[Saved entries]
//! All invocation stats of one (app, service) pair.

use std::sync::Arc;

use dashmap::DashMap;
use tracing::debug;

use crate::dimension::{DimensionKey, InvocationStatDimension};
use crate::stat::{InvocationStat, InvocationStatSnapshot};

/// Concurrent collection of the stats of every provider of one service.
#[derive(Debug)]
pub struct MeasureModel {
    key: DimensionKey,
    stats: DashMap<InvocationStatDimension, Arc<InvocationStat>>,
}

/// Counts of one cycle for every live provider of a model.
#[derive(Debug, Clone, PartialEq)]
pub struct ModelSnapshot {
    /// The (app, service) pair.
    pub key: DimensionKey,
    /// One snapshot per measured provider, ordered by provider address.
    pub stats: Vec<InvocationStatSnapshot>,
    /// Providers dropped this cycle after staying idle too long.
    pub evicted: Vec<Arc<InvocationStatDimension>>,
}

impl ModelSnapshot {
    /// Builds a snapshot from already-taken stat snapshots.
    pub fn new(key: DimensionKey, mut stats: Vec<InvocationStatSnapshot>) -> Self {
        stats.sort_by(|a, b| a.dimension.provider_ip().cmp(b.dimension.provider_ip()));
        Self {
            key,
            stats,
            evicted: Vec::new(),
        }
    }
}

impl MeasureModel {
    /// Creates an empty model.
    pub fn new(key: DimensionKey) -> Self {
        Self {
            key,
            stats: DashMap::new(),
        }
    }

    /// The (app, service) pair this model covers.
    pub fn key(&self) -> &DimensionKey {
        &self.key
    }

    /// Returns the stat for `dimension`, creating it on first use.
    pub fn add_stat(&self, dimension: &InvocationStatDimension) -> Arc<InvocationStat> {
        if let Some(stat) = self.stats.get(dimension) {
            return Arc::clone(stat.value());
        }
        self.stats
            .entry(dimension.clone())
            .or_insert_with(|| {
                debug!(provider = %dimension, "registering invocation stat");
                Arc::new(InvocationStat::new(dimension.clone()))
            })
            .value()
            .clone()
    }

    /// Looks up the stat for `dimension`.
    pub fn get(&self, dimension: &InvocationStatDimension) -> Option<Arc<InvocationStat>> {
        self.stats.get(dimension).map(|stat| Arc::clone(stat.value()))
    }

    /// Removes the stat for `dimension`.
    pub fn remove_stat(&self, dimension: &InvocationStatDimension) -> Option<Arc<InvocationStat>> {
        self.stats.remove(dimension).map(|(_, stat)| stat)
    }

    /// Number of providers tracked.
    pub fn len(&self) -> usize {
        self.stats.len()
    }

    /// True when no provider is tracked.
    pub fn is_empty(&self) -> bool {
        self.stats.is_empty()
    }

    /// Handles to every tracked stat.
    pub fn stats(&self) -> Vec<Arc<InvocationStat>> {
        self.stats.iter().map(|entry| Arc::clone(entry.value())).collect()
    }

    /// Snapshots every stat, resetting its window, and evicts stats that
    /// have been idle for more than [`MAX_IDLE_CYCLES`](crate::stat::MAX_IDLE_CYCLES).
    pub fn snapshot(&self) -> ModelSnapshot {
        let mut live = Vec::with_capacity(self.stats.len());
        let mut evicted = Vec::new();

        for stat in self.stats() {
            let snapshot = stat.snapshot();
            if stat.is_expired() {
                let dimension = Arc::clone(stat.dimension());
                if self
                    .stats
                    .remove_if(&*dimension, |_, current| Arc::ptr_eq(current, &stat))
                    .is_some()
                {
                    debug!(
                        provider = %dimension,
                        idle_cycles = stat.idle_cycles(),
                        "evicting idle invocation stat"
                    );
                    evicted.push(dimension);
                }
            } else {
                live.push(snapshot);
            }
        }

        let mut snapshot = ModelSnapshot::new(self.key.clone(), live);
        snapshot.evicted = evicted;
        snapshot
    }
}

#[cfg(test)]
mod tests {
    use super::*;
    use crate::stat::MAX_IDLE_CYCLES;

    fn dim(ip: &str) -> InvocationStatDimension {
        InvocationStatDimension::new("app", "svc", ip, 100)
    }

    #[test]
    fn test_add_stat_is_idempotent() {
        let model = MeasureModel::new(DimensionKey::new("app", "svc"));
        let a = model.add_stat(&dim("10.0.0.1"));
        let b = model.add_stat(&dim("10.0.0.1"));
        assert!(Arc::ptr_eq(&a, &b));
        assert_eq!(model.len(), 1);
    }

    #[test]
    fn test_snapshot_orders_by_provider() {
        let model = MeasureModel::new(DimensionKey::new("app", "svc"));
        for ip in ["10.0.0.3", "10.0.0.1", "10.0.0.2"] {
            model.add_stat(&dim(ip)).record_invocation();
        }
        let snapshot = model.snapshot();
        let ips: Vec<_> = snapshot
            .stats
            .iter()
            .map(|s| s.dimension.provider_ip().to_string())
            .collect();
        assert_eq!(ips, vec!["10.0.0.1", "10.0.0.2", "10.0.0.3"]);
    }

    #[test]
    fn test_idle_stat_evicted_after_seventh_cycle() {
        let model = MeasureModel::new(DimensionKey::new("app", "svc"));
        let idle = dim("10.0.0.1");
        let busy = dim("10.0.0.2");
        model.add_stat(&idle);
        let busy_stat = model.add_stat(&busy);

        for cycle in 1..=MAX_IDLE_CYCLES {
            busy_stat.record_invocation();
            let snapshot = model.snapshot();
            assert!(snapshot.evicted.is_empty(), "evicted early at cycle {cycle}");
            assert_eq!(snapshot.stats.len(), 2);
        }

        busy_stat.record_invocation();
        let snapshot = model.snapshot();
        assert_eq!(snapshot.evicted.len(), 1);
        assert_eq!(&*snapshot.evicted[0], &idle);
        assert_eq!(snapshot.stats.len(), 1);
        assert!(model.get(&idle).is_none());
        assert!(model.get(&busy).is_some());
    }

    #[test]
    fn test_remove_stat() {
        let model = MeasureModel::new(DimensionKey::new("app", "svc"));
        model.add_stat(&dim("10.0.0.1"));
        assert!(model.remove_stat(&dim("10.0.0.1")).is_some());
        assert!(model.is_empty());
        assert!(model.remove_stat(&dim("10.0.0.1")).is_none());
    }
}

__GOAL OF THE EXERCISE__
Across the entries above, find each line with the word "iter" and please copy it out.

__TASK RESPONSE__
        self.stats.iter().map(|entry| Arc::clone(entry.value())).collect()
            .iter()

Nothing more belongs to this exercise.